More studies will be conducted in the future to investigate the effects of different gallate derivatives on the same genes used in this study, which are known to be involved in biofilm production and maintenance on the genetic level.

3. Materials and Methods

3.1. The Source of Chemicals

Acetonitrile (ACN) LCMS-grade solvent was purchased from Merck (Darmstadt, Germany). Highly purified water was prepared with a Millipore Milli-Q Plus water purification system. Octyl gallate, analytical standard, was purchased from Sigma, Rehovot, Israel.

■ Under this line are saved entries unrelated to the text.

// Copyright (c) 2025 Geoffrey Huntley <ghuntley@ghuntley.com>. All rights reserved.
// SPDX-License-Identifier: Proprietary

use thiserror::Error;

/// Result type alias for K8s operations.
pub type K8sResult<T> = Result<T, K8sError>;

/// Errors that can occur during K8s operations.
#[derive(Error, Debug, Clone, PartialEq, Eq)]
pub enum K8sError {
	#[error("K8s API error ({code:?}): {message}")]
	ApiError { code: Option<u16>, message: String },

	#[error("Pod not found: {name}")]
	PodNotFound { name: String },

	#[error("Namespace not found: {name}")]
	NamespaceNotFound { name: String },

	#[error("Operation timed out")]
	Timeout,
}

impl K8sError {
	/// Whether repeating the same call may succeed: timeouts, throttling,
	/// server-side errors, and failures that never got an HTTP status.
	pub fn is_transient(&self) -> bool {
		match self {
			K8sError::Timeout => true,
			K8sError::ApiError { code: None, .. } => true,
			K8sError::ApiError {
				code: Some(code), ..
			} => *code == 429 || *code >= 500,
			K8sError::PodNotFound { .. } | K8sError::NamespaceNotFound { .. } => false,
		}
	}
}

impl From<kube::Error> for K8sError {
	fn from(err: kube::Error) -> Self {
		let code = match &err {
			kube::Error::Api(response) => Some(response.code),
			_ => None,
		};
		K8sError::ApiError {
			code,
			message: err.to_string(),
		}
	}
}
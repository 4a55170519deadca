// Copyright (c) 2025 Geoffrey Huntley <ghuntley@ghuntley.com>. All rights reserved.
// SPDX-License-Identifier: Proprietary

//! Task scheduler for Skein server.
//!
//! Decides when registered tasks are due, enforces per-task concurrency,
//! and runs each run through its attempt/retry state machine against a
//! [`skein_sched_core::ContainerLauncher`], with optional SQLite
//! persistence of run records and schedule watermarks.

pub mod config;
mod execution;
pub mod health;
pub mod poll_loop;
pub mod repository;
pub mod scheduler;
pub mod slots;

pub use config::SchedulerConfig;
pub use health::{HealthState, LastRunInfo, SchedulerHealthStatus, TaskHealthStatus};
pub use poll_loop::run_poll_loop;
pub use repository::{create_pool, RepositoryError, RunRepository};
pub use scheduler::Scheduler;
pub use slots::{RunIntent, SlotSnapshot, TriggerKind};
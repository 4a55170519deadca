// Copyright (c) 2025 Geoffrey Huntley <ghuntley@ghuntley.com>. All rights reserved.
// SPDX-License-Identifier: Proprietary

//! Configuration sections.

mod database;
mod launcher;
mod logging;
mod notify;
mod retry;
mod scheduler;

pub use database::{DatabaseConfig, DatabaseConfigLayer};
pub use launcher::{LauncherConfig, LauncherConfigLayer};
pub use logging::{LoggingConfig, LoggingConfigLayer};
pub use notify::{NotifyConfig, NotifyConfigLayer};
pub use retry::{RetryConfig, RetryConfigLayer};
pub use scheduler::{SchedulerConfig, SchedulerConfigLayer};
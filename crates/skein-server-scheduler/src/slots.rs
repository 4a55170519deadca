// Copyright (c) 2025 Geoffrey Huntley <ghuntley@ghuntley.com>. All rights reserved.
// SPDX-License-Identifier: Proprietary

//! Per-task scheduling state and concurrency reservations.
//!
//! Every registered task owns one [`TaskSlot`]. The slot's mutex guards the
//! spec, the fire-time watermark, and the reservation count, so the
//! "is it due, is there room, advance" decision is a single critical
//! section per task. Different tasks never contend.

use std::sync::Arc;

use chrono::{DateTime, Utc};
use parking_lot::Mutex;
use serde::{Deserialize, Serialize};
use skein_sched_core::{Schedule, TaskSpec};

/// Why an intent was produced.
#[derive(Debug, Clone, Copy, PartialEq, Eq, Serialize, Deserialize)]
#[serde(rename_all = "snake_case")]
pub enum TriggerKind {
	Schedule,
	Manual,
}

struct SlotState {
	spec: Arc<TaskSpec>,
	schedule: Arc<Schedule>,
	next_fire: Option<DateTime<Utc>>,
	watermark: Option<DateTime<Utc>>,
	reserved: u32,
	retired: bool,
}

pub(crate) struct TaskSlot {
	state: Mutex<SlotState>,
}

/// Read-only view of a slot.
#[derive(Debug, Clone)]
pub struct SlotSnapshot {
	pub spec: Arc<TaskSpec>,
	pub next_fire: Option<DateTime<Utc>>,
	pub watermark: Option<DateTime<Utc>>,
	pub reserved: u32,
}

impl TaskSlot {
	pub(crate) fn new(spec: TaskSpec, schedule: Schedule, anchor: DateTime<Utc>) -> Self {
		let next_fire = schedule.first_fire(spec.start_date.unwrap_or(anchor));
		Self {
			state: Mutex::new(SlotState {
				spec: Arc::new(spec),
				schedule: Arc::new(schedule),
				next_fire,
				watermark: None,
				reserved: 0,
				retired: false,
			}),
		}
	}

	pub(crate) fn owner(&self) -> Option<String> {
		self.state.lock().spec.owner.clone()
	}

	/// Swap in a new definition, keeping the watermark.
	pub(crate) fn replace(&self, spec: TaskSpec, schedule: Schedule, anchor: DateTime<Utc>) {
		let mut state = self.state.lock();
		state.next_fire = match state.watermark {
			Some(watermark) => schedule.next_fire_after(watermark),
			None => schedule.first_fire(spec.start_date.unwrap_or(anchor)),
		};
		state.spec = Arc::new(spec);
		state.schedule = Arc::new(schedule);
	}

	/// Apply a watermark loaded from storage if it is newer than ours.
	pub(crate) fn restore_watermark(&self, watermark: DateTime<Utc>) -> bool {
		let mut state = self.state.lock();
		if state.watermark.is_some_and(|current| current >= watermark) {
			return false;
		}
		state.watermark = Some(watermark);
		state.next_fire = state.schedule.next_fire_after(watermark);
		true
	}

	pub(crate) fn retire(&self) {
		self.state.lock().retired = true;
	}

	pub(crate) fn snapshot(&self) -> SlotSnapshot {
		let state = self.state.lock();
		SlotSnapshot {
			spec: state.spec.clone(),
			next_fire: state.next_fire,
			watermark: state.watermark,
			reserved: state.reserved,
		}
	}

	fn release(&self) {
		let mut state = self.state.lock();
		state.reserved = state.reserved.saturating_sub(1);
	}
}

/// Atomically check that the task is due and has room, then reserve a
/// slot and advance the watermark to the latest due instant.
pub(crate) fn reserve_due(slot: &Arc<TaskSlot>, now: DateTime<Utc>) -> Option<RunIntent> {
	let mut state = slot.state.lock();
	if state.retired {
		return None;
	}
	let next = state.next_fire?;
	if next > now || state.reserved >= state.spec.max_active_runs {
		return None;
	}

	let due = state.schedule.latest_due(next, now);
	state.watermark = Some(due);
	state.next_fire = state.schedule.next_fire_after(due);
	state.reserved += 1;

	Some(RunIntent {
		task_name: state.spec.name.clone(),
		scheduled_at: due,
		trigger: TriggerKind::Schedule,
		spec: state.spec.clone(),
		reservation: Reservation { slot: slot.clone() },
	})
}

/// Reserve a slot for a manual run, ignoring the schedule.
pub(crate) fn reserve_manual(
	slot: &Arc<TaskSlot>,
	now: DateTime<Utc>,
) -> Result<RunIntent, (String, u32)> {
	let mut state = slot.state.lock();
	if state.reserved >= state.spec.max_active_runs {
		return Err((state.spec.name.clone(), state.spec.max_active_runs));
	}
	state.reserved += 1;

	Ok(RunIntent {
		task_name: state.spec.name.clone(),
		scheduled_at: now,
		trigger: TriggerKind::Manual,
		spec: state.spec.clone(),
		reservation: Reservation { slot: slot.clone() },
	})
}

/// Holds one unit of a task's concurrency budget until dropped.
pub(crate) struct Reservation {
	slot: Arc<TaskSlot>,
}

impl Drop for Reservation {
	fn drop(&mut self) {
		self.slot.release();
	}
}

/// A decision that a task should run now. Dropping an intent without
/// dispatching it gives its concurrency slot back.
pub struct RunIntent {
	pub task_name: String,
	pub scheduled_at: DateTime<Utc>,
	pub trigger: TriggerKind,
	pub(crate) spec: Arc<TaskSpec>,
	pub(crate) reservation: Reservation,
}

impl RunIntent {
	/// The definition the intent was created from.
	pub fn spec(&self) -> &TaskSpec {
		&self.spec
	}
}

impl std::fmt::Debug for RunIntent {
	fn fmt(&self, f: &mut std::fmt::Formatter<'_>) -> std::fmt::Result {
		f.debug_struct("RunIntent")
			.field("task_name", &self.task_name)
			.field("scheduled_at", &self.scheduled_at)
			.field("trigger", &self.trigger)
			.finish()
	}
}
// Copyright (c) 2025 Geoffrey Huntley <ghuntley@ghuntley.com>. All rights reserved.
// SPDX-License-Identifier: Proprietary

//! Kubernetes pod launcher for Skein task runs.

pub mod config;
pub mod launcher;
pub mod pod;

pub use config::LauncherConfig;
pub use launcher::PodLauncher;
pub use pod::{build_pod_spec, map_pod_status, parse_image_parts, pod_name, sanitize_label_value, ImageParts};
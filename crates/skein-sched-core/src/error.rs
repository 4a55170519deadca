// Copyright (c) 2025 Geoffrey Huntley <ghuntley@ghuntley.com>. All rights reserved.
// SPDX-License-Identifier: Proprietary

//! Error types for task registration and scheduling.

use thiserror::Error;

/// Result type for scheduling operations.
pub type Result<T> = std::result::Result<T, SchedError>;

/// Errors surfaced at the scheduler boundary.
///
/// Failures inside a run never show up here; they are recorded on the
/// run itself as state plus [`crate::FailureReason`].
#[derive(Debug, Error, Clone, PartialEq, Eq)]
pub enum SchedError {
	#[error("invalid schedule expression '{expression}': {reason}")]
	InvalidScheduleExpression { expression: String, reason: String },

	#[error("invalid timezone: {0}")]
	InvalidTimezone(String),

	#[error("invalid task spec '{name}': {reason}")]
	InvalidTaskSpec { name: String, reason: String },

	#[error("task '{name}' is already registered by owner {existing:?} (got {requested:?})")]
	DuplicateNameConflict {
		name: String,
		existing: Option<String>,
		requested: Option<String>,
	},

	#[error("task not found: {0}")]
	TaskNotFound(String),

	#[error("task '{name}' is at its concurrency limit ({limit} active)")]
	ConcurrencyLimit { name: String, limit: u32 },
}

impl SchedError {
	pub(crate) fn invalid_schedule(expression: &str, reason: impl Into<String>) -> Self {
		SchedError::InvalidScheduleExpression {
			expression: expression.to_string(),
			reason: reason.into(),
		}
	}

	pub(crate) fn invalid_spec(name: &str, reason: impl Into<String>) -> Self {
		SchedError::InvalidTaskSpec {
			name: name.to_string(),
			reason: reason.into(),
		}
	}
}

3.2. Terminalia Bellerica Plant Extraction

To extract the octyl gallate, Terminalia bellerica fruits were ground up with a grinding machine; packed in four tubes, each containing one gram of plant material soaked in 20 milliliters of solvent (water, ethanol, ethyl acetate, and hexane); sonicated for 90 min at 40 °C; and then left for 3 h to cool down. After extraction was completed, the extract solutions were filtered with Whatman paper, grade 1, followed filtering at 0.2 µm. Ten milliliters from each solution were dried in a vacuum to determine the concentration, while the rest were kept at 4 °C until they were used.

3.3. Instrumentation and Chromatographic Conditions

The analyses were performed on a Waters Acquity UPLC H-Class system (Waters, Milford, MA, USA) equipped with a binary solvent manager, sampler manager, column manager, and an Acquity QDa detector and PDA connected to a Waters Empower 3 data station. An Acquity UPLC BEH C18 column (50 mm × 2.1 mm I.D., 1.7 μm) equipped with an Acquity BEH C18 1.7 μm guard column (Vanguard 2.1 mm × 5 mm) was also from Waters, Milford, MA, USA. All the samples were filtered with a 0.45-µm PTFE filter. The PDA wavelengths ranged from 210 nm to 500 nm. The flow rate was 0.4 mL/min. The injection volume was 1 µL, and the column temperature was set at 25 °C. The LC-MS column and sample temperature were maintained at 40 °C and 25 °C, respectively. The mobile phase consisted of 0.1% formic acid in water (A) and 0.1% formic acid in acetonitrile (B) at a constant flow rate of 0.4 mL/min. The initial linear gradient starting conditions were 98% A for 1 min, increased to 100% B over 12 min. Then it was held at 100% B for an extra two minutes. Prior to any injection, the mobile phase was equilibrated for 4 min. The MS ionization modes were in the negative and positive ESi, the mass range was between 100 and 1200 Da, the cone voltage was 15 V, the capillary temperature was 600 °C, and the capillary voltage was 0.8 KV, and a sampling rate of 8 points/second was used.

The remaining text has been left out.